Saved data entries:
○ ○ ○ ○

use ratatui::Frame;
use ratatui::layout::{Constraint, Direction, Layout, Rect};
use ratatui::style::{Modifier, Style};
use ratatui::text::{Line, Span};
use ratatui::widgets::Paragraph;

use crate::io::schema::ConfigSource;
use crate::tui::app::App;
use crate::util::text::display_width;

/// Render the tab bar: one tab per workflow, with separator line below
pub fn render_tab_bar(frame: &mut Frame, app: &App, area: Rect) {
    let chunks = Layout::default()
        .direction(Direction::Vertical)
        .constraints([Constraint::Length(1), Constraint::Length(1)])
        .split(area);

    let sep_cols = render_tabs(frame, app, chunks[0]);
    render_separator(frame, app, chunks[1], &sep_cols);
}

/// Render tabs and return the column positions of each separator character.
fn render_tabs(frame: &mut Frame, app: &App, area: Rect) -> Vec<usize> {
    let bg = app.theme.background;
    let mut spans: Vec<Span> = Vec::new();
    let mut sep_cols: Vec<usize> = Vec::new();
    let sep = Span::styled("\u{2502}", Style::default().fg(app.theme.dim).bg(bg));

    spans.push(Span::styled(" ", Style::default().bg(bg)));
    spans.push(Span::styled(
        "\u{25B6}",
        Style::default().fg(app.theme.purple).bg(bg),
    ));
    spans.push(Span::styled(" ", Style::default().bg(bg)));

    for (i, workflow) in app.tabs.iter().enumerate() {
        let is_current = i == app.active_tab;
        let dirty = app.workspace.get(*workflow).is_some_and(|s| s.dirty);
        let tab_bg = if is_current {
            app.theme.selection_bg
        } else {
            bg
        };
        spans.push(Span::styled(
            format!(" {} ", workflow.label()),
            tab_style(app, is_current),
        ));
        if dirty {
            spans.push(Span::styled(
                "* ",
                Style::default().fg(app.theme.highlight).bg(tab_bg),
            ));
        }
        sep_cols.push(spans.iter().map(|s| display_width(&s.content)).sum());
        spans.push(sep.clone());
    }

    let running = app
        .run_status
        .as_ref()
        .filter(|s| s.finished.is_none())
        .map(|s| s.workflow);
    if let Some(workflow) = running {
        spans.push(Span::styled(
            format!(" \u{25CF} {} running", workflow.label()),
            Style::default().fg(app.theme.green).bg(bg),
        ));
    }

    let tabs = Paragraph::new(Line::from(spans)).style(Style::default().bg(bg));
    frame.render_widget(tabs, area);
    sep_cols
}

/// Separator row, with where the defaults came from at the right edge
fn render_separator(frame: &mut Frame, app: &App, area: Rect, sep_cols: &[usize]) {
    let width = area.width as usize;
    let bg = app.theme.background;

    let (label, color) = match app.source {
        ConfigSource::Binary => ("defaults: pioneer", app.theme.dim),
        ConfigSource::Partial => ("defaults: partial", app.theme.yellow),
        ConfigSource::Fallback => ("defaults: bundled", app.theme.yellow),
    };
    // one space before the label, one after
    let line_end = width.saturating_sub(display_width(label) + 2);

    let mut sep_text = String::with_capacity(line_end * 3);
    for col in 0..line_end {
        if sep_cols.contains(&col) {
            sep_text.push('\u{2534}');
        } else {
            sep_text.push('\u{2500}');
        }
    }

    let mut spans = vec![Span::styled(
        sep_text,
        Style::default().fg(app.theme.dim).bg(bg),
    )];
    if width > display_width(label) + 2 {
        spans.push(Span::styled(" ", Style::default().bg(bg)));
        spans.push(Span::styled(label, Style::default().fg(color).bg(bg)));
        spans.push(Span::styled(" ", Style::default().bg(bg)));
    }

    let sep_widget = Paragraph::new(Line::from(spans)).style(Style::default().bg(bg));
    frame.render_widget(sep_widget, area);
}

/// Style for a tab: highlighted if current, normal otherwise
fn tab_style(app: &App, is_current: bool) -> Style {
    if is_current {
        Style::default()
            .fg(app.theme.text_bright)
            .bg(app.theme.selection_bg)
            .add_modifier(Modifier::BOLD)
    } else {
        Style::default().fg(app.theme.text).bg(app.theme.background)
    }
}
//! Property types, item schemas and cross-field validation for software
//! package models.
//!
//! This crate describes installable packages inside a declarative
//! configuration model:
//!
//! - [`define_property_types`] — the `package_version`, `package_config`
//!   and `package_requires` pattern types.
//! - [`define_item_types`] — the `package-list` and `package` item-type
//!   descriptors with their property annotations.
//! - [`PackageValidator`] / [`validate_package`] — rules spanning several
//!   properties, such as a `release` that needs a `version`.
//! - [`Package`] / [`PackageList`] — the typed, serializable model.
//!
//! [`validate_properties`] strings these together the way a host model
//! does: per-property patterns first, item validators after.
//!
//! # Example
//!
//! ```
//! use package_model_core::*;
//!
//! let registry = PropertyTypeRegistry::with_defaults();
//! let package_type = define_item_types()
//!     .into_iter()
//!     .find(|t| t.id == PACKAGE_ITEM_TYPE)
//!     .unwrap();
//!
//! let package = Package::new("foo").with_requires(&["bar", "foobar", "bar"]);
//! let errors = validate_properties(&registry, &package_type, &package.properties());
//! assert_eq!(errors.len(), 1);
//! assert_eq!(errors[0].property_name, "requires");
//! ```

pub mod patterns;
mod schema;
mod types;
mod validate;

pub use patterns::{
    PropertyType, PropertyTypeRegistry, base_property_types, define_property_types,
};
pub use schema::{
    Collection, ItemType, PACKAGE_ITEM_TYPE, PACKAGE_LIST_ITEM_TYPE, Property,
    SOFTWARE_ITEM_TYPE, SchemaError, apply_defaults, define_item_types, package_item_type,
    package_list_item_type, validate_properties, verify_item_types,
};
pub use types::{ConfigPolicy, Package, PackageList};
pub use validate::{
    FieldError, ItemValidator, LATEST_VERSION, PackageValidator, Properties, validate_package,
};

○ ○ ○ ○

— What is required —
Say each line again exactly as it appears above.

— Answer to the problem —
use ratatui::Frame;
use ratatui::layout::{Constraint, Direction, Layout, Rect};
use ratatui::style::{Modifier, Style};
use ratatui::text::{Line, Span};
use ratatui::widgets::Paragraph;

use crate::io::schema::ConfigSource;
use crate::tui::app::App;
use crate::util::text::display_width;

/// Render the tab bar: one tab per workflow, with separator line below
pub fn render_tab_bar(frame: &mut Frame, app: &App, area: Rect) {
    let chunks = Layout::default()
        .direction(Direction::Vertical)
        .constraints([Constraint::Length(1), Constraint::Length(1)])
        .split(area);

    let sep_cols = render_tabs(frame, app, chunks[0]);
    render_separator(frame, app, chunks[1], &sep_cols);
}

/// Render tabs and return the column positions of each separator character.
fn render_tabs(frame: &mut Frame, app: &App, area: Rect) -> Vec<usize> {
    let bg = app.theme.background;
    let mut spans: Vec<Span> = Vec::new();
    let mut sep_cols: Vec<usize> = Vec::new();
    let sep = Span::styled("\u{2502}", Style::default().fg(app.theme.dim).bg(bg));

    spans.push(Span::styled(" ", Style::default().bg(bg)));
    spans.push(Span::styled(
        "\u{25B6}",
        Style::default().fg(app.theme.purple).bg(bg),
    ));
    spans.push(Span::styled(" ", Style::default().bg(bg)));

    for (i, workflow) in app.tabs.iter().enumerate() {
        let is_current = i == app.active_tab;
        let dirty = app.workspace.get(*workflow).is_some_and(|s| s.dirty);
        let tab_bg = if is_current {
            app.theme.selection_bg
        } else {
            bg
        };
        spans.push(Span::styled(
            format!(" {} ", workflow.label()),
            tab_style(app, is_current),
        ));
        if dirty {
            spans.push(Span::styled(
                "* ",
                Style::default().fg(app.theme.highlight).bg(tab_bg),
            ));
        }
        sep_cols.push(spans.iter().map(|s| display_width(&s.content)).sum());
        spans.push(sep.clone());
    }

    let running = app
        .run_status
        .as_ref()
        .filter(|s| s.finished.is_none())
        .map(|s| s.workflow);
    if let Some(workflow) = running {
        spans.push(Span::styled(
            format!(" \u{25CF} {} running", workflow.label()),
            Style::default().fg(app.theme.green).bg(bg),
        ));
    }

    let tabs = Paragraph::new(Line::from(spans)).style(Style::default().bg(bg));
    frame.render_widget(tabs, area);
    sep_cols
}

/// Separator row, with where the defaults came from at the right edge
fn render_separator(frame: &mut Frame, app: &App, area: Rect, sep_cols: &[usize]) {
    let width = area.width as usize;
    let bg = app.theme.background;

    let (label, color) = match app.source {
        ConfigSource::Binary => ("defaults: pioneer", app.theme.dim),
        ConfigSource::Partial => ("defaults: partial", app.theme.yellow),
        ConfigSource::Fallback => ("defaults: bundled", app.theme.yellow),
    };
    // one space before the label, one after
    let line_end = width.saturating_sub(display_width(label) + 2);

    let mut sep_text = String::with_capacity(line_end * 3);
    for col in 0..line_end {
        if sep_cols.contains(&col) {
            sep_text.push('\u{2534}');
        } else {
            sep_text.push('\u{2500}');
        }
    }

    let mut spans = vec![Span::styled(
        sep_text,
        Style::default().fg(app.theme.dim).bg(bg),
    )];
    if width > display_width(label) + 2 {
        spans.push(Span::styled(" ", Style::default().bg(bg)));
        spans.push(Span::styled(label, Style::default().fg(color).bg(bg)));
        spans.push(Span::styled(" ", Style::default().bg(bg)));
    }

    let sep_widget = Paragraph::new(Line::from(spans)).style(Style::default().bg(bg));
    frame.render_widget(sep_widget, area);
}

/// Style for a tab: highlighted if current, normal otherwise
fn tab_style(app: &App, is_current: bool) -> Style {
    if is_current {
        Style::default()
            .fg(app.theme.text_bright)
            .bg(app.theme.selection_bg)
            .add_modifier(Modifier::BOLD)
    } else {
        Style::default().fg(app.theme.text).bg(app.theme.background)
    }
}
//! Property types, item schemas and cross-field validation for software
//! package models.
//!
//! This crate describes installable packages inside a declarative
//! configuration model:
//!
//! - [`define_property_types`] — the `package_version`, `package_config`
//!   and `package_requires` pattern types.
//! - [`define_item_types`] — the `package-list` and `package` item-type
//!   descriptors with their property annotations.
//! - [`PackageValidator`] / [`validate_package`] — rules spanning several
//!   properties, such as a `release` that needs a `version`.
//! - [`Package`] / [`PackageList`] — the typed, serializable model.
//!
//! [`validate_properties`] strings these together the way a host model
//! does: per-property patterns first, item validators after.
//!
//! # Example
//!
//! ```
//! use package_model_core::*;
//!
//! let registry = PropertyTypeRegistry::with_defaults();
//! let package_type = define_item_types()
//!     .into_iter()
//!     .find(|t| t.id == PACKAGE_ITEM_TYPE)
//!     .unwrap();
//!
//! let package = Package::new("foo").with_requires(&["bar", "foobar", "bar"]);
//! let errors = validate_properties(&registry, &package_type, &package.properties());
//! assert_eq!(errors.len(), 1);
//! assert_eq!(errors[0].property_name, "requires");
//! ```

pub mod patterns;
mod schema;
mod types;
mod validate;

pub use patterns::{
    PropertyType, PropertyTypeRegistry, base_property_types, define_property_types,
};
pub use schema::{
    Collection, ItemType, PACKAGE_ITEM_TYPE, PACKAGE_LIST_ITEM_TYPE, Property,
    SOFTWARE_ITEM_TYPE, SchemaError, apply_defaults, define_item_types, package_item_type,
    package_list_item_type, validate_properties, verify_item_types,
};
pub use types::{ConfigPolicy, Package, PackageList};
pub use validate::{
    FieldError, ItemValidator, LATEST_VERSION, PackageValidator, Properties, validate_package,
};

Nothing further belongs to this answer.